SportsBeat is a regular segment on ESPN Radio that provides a concise (2 minute) overview of the sports world. Hosted by Dari Nowkhah, it airs Monday through Friday in the afternoons, specifically at the bottom of the hour (:57-:00 minutes), The segment includes Nowkhah's opinions on relevant sports topics, separated by a commercial break in the :58 minute. It features an insightful capsule of the major breaking news of the day and a preview of the night ahead. It is heard on over 472 plus affiliates across the United States and Canada.

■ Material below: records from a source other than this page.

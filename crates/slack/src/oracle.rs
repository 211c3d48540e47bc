//! Client for the external sentiment scoring service.

use std::collections::HashMap;
use std::time::Duration;

use async_trait::async_trait;
use reqwest::Client;
use serde_json::json;
use thiserror::Error;

use tonecheck_core::config::SentimentConfig;
use tonecheck_core::sentiment::SentimentScores;

#[derive(Clone, Debug, Error, PartialEq, Eq)]
pub enum OracleError {
    #[error("oracle client setup failed: {0}")]
    Setup(String),
    #[error("oracle request failed: {0}")]
    Transport(String),
    #[error("oracle answered with status {0}")]
    Status(u16),
    #[error("oracle response could not be decoded: {0}")]
    Decode(String),
}

#[async_trait]
pub trait SentimentOracle: Send + Sync {
    async fn score(&self, text: &str) -> Result<SentimentScores, OracleError>;
}

/// POSTs `{"text": ...}` and expects `{"transformer_score": .., "vader_compound": ..}`.
#[derive(Clone, Debug)]
pub struct HttpSentimentOracle {
    client: Client,
    url: String,
}

impl HttpSentimentOracle {
    pub fn new(url: impl Into<String>, timeout: Duration) -> Result<Self, OracleError> {
        let client = Client::builder()
            .timeout(timeout)
            .build()
            .map_err(|error| OracleError::Setup(error.to_string()))?;
        Ok(Self { client, url: url.into() })
    }

    pub fn from_config(config: &SentimentConfig) -> Result<Self, OracleError> {
        Self::new(config.oracle_url.clone(), Duration::from_secs(config.timeout_secs))
    }
}

#[async_trait]
impl SentimentOracle for HttpSentimentOracle {
    async fn score(&self, text: &str) -> Result<SentimentScores, OracleError> {
        let response = self
            .client
            .post(&self.url)
            .json(&json!({ "text": text }))
            .send()
            .await
            .map_err(|error| OracleError::Transport(error.to_string()))?;

        let status = response.status();
        if !status.is_success() {
            return Err(OracleError::Status(status.as_u16()));
        }

        response.json().await.map_err(|error| OracleError::Decode(error.to_string()))
    }
}

/// Fixed scores with optional per-text overrides.
#[derive(Clone, Debug, Default)]
pub struct StaticSentimentOracle {
    default: SentimentScores,
    overrides: HashMap<String, SentimentScores>,
}

impl StaticSentimentOracle {
    pub fn new(default: SentimentScores) -> Self {
        Self { default, overrides: HashMap::new() }
    }

    pub fn with_text(mut self, text: impl Into<String>, scores: SentimentScores) -> Self {
        self.overrides.insert(text.into(), scores);
        self
    }
}

#[async_trait]
impl SentimentOracle for StaticSentimentOracle {
    async fn score(&self, text: &str) -> Result<SentimentScores, OracleError> {
        Ok(self.overrides.get(text).copied().unwrap_or(self.default))
    }
}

On January 1, 2004, Tirico assumed the role as voice of ESPN Radio's weekday afternoon drivetime SportsBeat segments, the five-minute daily mainstay of the network since Brent Musburger launched ESPN Radio with the inaugural SportsBeat on January 1, 1992. Tirico is one of the most respected play-by-play men in the country as he has experience as the lead play-by-play man of ESPN's Monday Night Football and also calls NBA games for the network as well as formally served as an anchor on ESPN's signature show SportsCenter. After Mike Tirico left ESPN in 2016, Dari Nowkhah, who filled in for Mike Tirico on SportsBeat in the past, became the permanent host of the ESPN Radio SportsBeat.

==Television series==
SportsBeat (or ABC SportsBeat, its official title) was previously a television series that was hosted by Howard Cosell on ABC. SportsBeat, which ran from 1983–1985, won three Emmy Awards. ABC SportsBeat was a precursor of sorts to sports magazine shows like ESPN's Outside the Lines and HBO's Real Sports with Bryant Gumbel. SportsBeat likewise featured penetrating, in-depth interviews.